### REQUIREMENT
Search term "Some": copy each line of the data containing it.

Stored items:
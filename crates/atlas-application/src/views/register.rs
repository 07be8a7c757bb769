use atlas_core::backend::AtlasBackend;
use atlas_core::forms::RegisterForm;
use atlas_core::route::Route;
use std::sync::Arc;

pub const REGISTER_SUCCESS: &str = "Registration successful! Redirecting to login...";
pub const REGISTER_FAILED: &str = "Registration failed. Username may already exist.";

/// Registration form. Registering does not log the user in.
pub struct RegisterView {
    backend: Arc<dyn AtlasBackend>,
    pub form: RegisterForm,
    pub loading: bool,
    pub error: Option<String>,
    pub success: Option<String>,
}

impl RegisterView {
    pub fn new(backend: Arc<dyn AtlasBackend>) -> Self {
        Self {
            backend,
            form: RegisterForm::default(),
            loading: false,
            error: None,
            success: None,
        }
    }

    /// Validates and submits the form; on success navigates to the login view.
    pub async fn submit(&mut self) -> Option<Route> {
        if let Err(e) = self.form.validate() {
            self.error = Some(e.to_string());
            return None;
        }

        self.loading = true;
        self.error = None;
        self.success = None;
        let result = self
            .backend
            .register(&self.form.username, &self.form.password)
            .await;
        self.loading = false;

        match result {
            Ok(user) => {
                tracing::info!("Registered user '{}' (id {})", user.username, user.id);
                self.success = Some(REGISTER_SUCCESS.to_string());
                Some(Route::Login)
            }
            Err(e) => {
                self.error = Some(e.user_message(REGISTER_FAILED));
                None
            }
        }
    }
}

==

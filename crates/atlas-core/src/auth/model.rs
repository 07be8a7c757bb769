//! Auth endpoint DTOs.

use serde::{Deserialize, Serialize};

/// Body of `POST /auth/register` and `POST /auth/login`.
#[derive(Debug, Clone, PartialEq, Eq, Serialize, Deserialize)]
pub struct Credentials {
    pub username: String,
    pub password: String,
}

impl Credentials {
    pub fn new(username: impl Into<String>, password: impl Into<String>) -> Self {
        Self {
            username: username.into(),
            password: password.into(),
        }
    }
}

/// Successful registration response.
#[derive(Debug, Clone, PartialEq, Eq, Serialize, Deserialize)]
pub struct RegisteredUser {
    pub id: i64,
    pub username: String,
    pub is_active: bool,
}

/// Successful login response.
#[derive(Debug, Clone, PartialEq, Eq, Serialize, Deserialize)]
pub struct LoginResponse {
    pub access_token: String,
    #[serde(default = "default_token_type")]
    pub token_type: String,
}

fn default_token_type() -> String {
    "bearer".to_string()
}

### RESULT
            self.error = Some(e.to_string());
                self.success = Some(REGISTER_SUCCESS.to_string());
                Some(Route::Login)
                self.error = Some(e.user_message(REGISTER_FAILED));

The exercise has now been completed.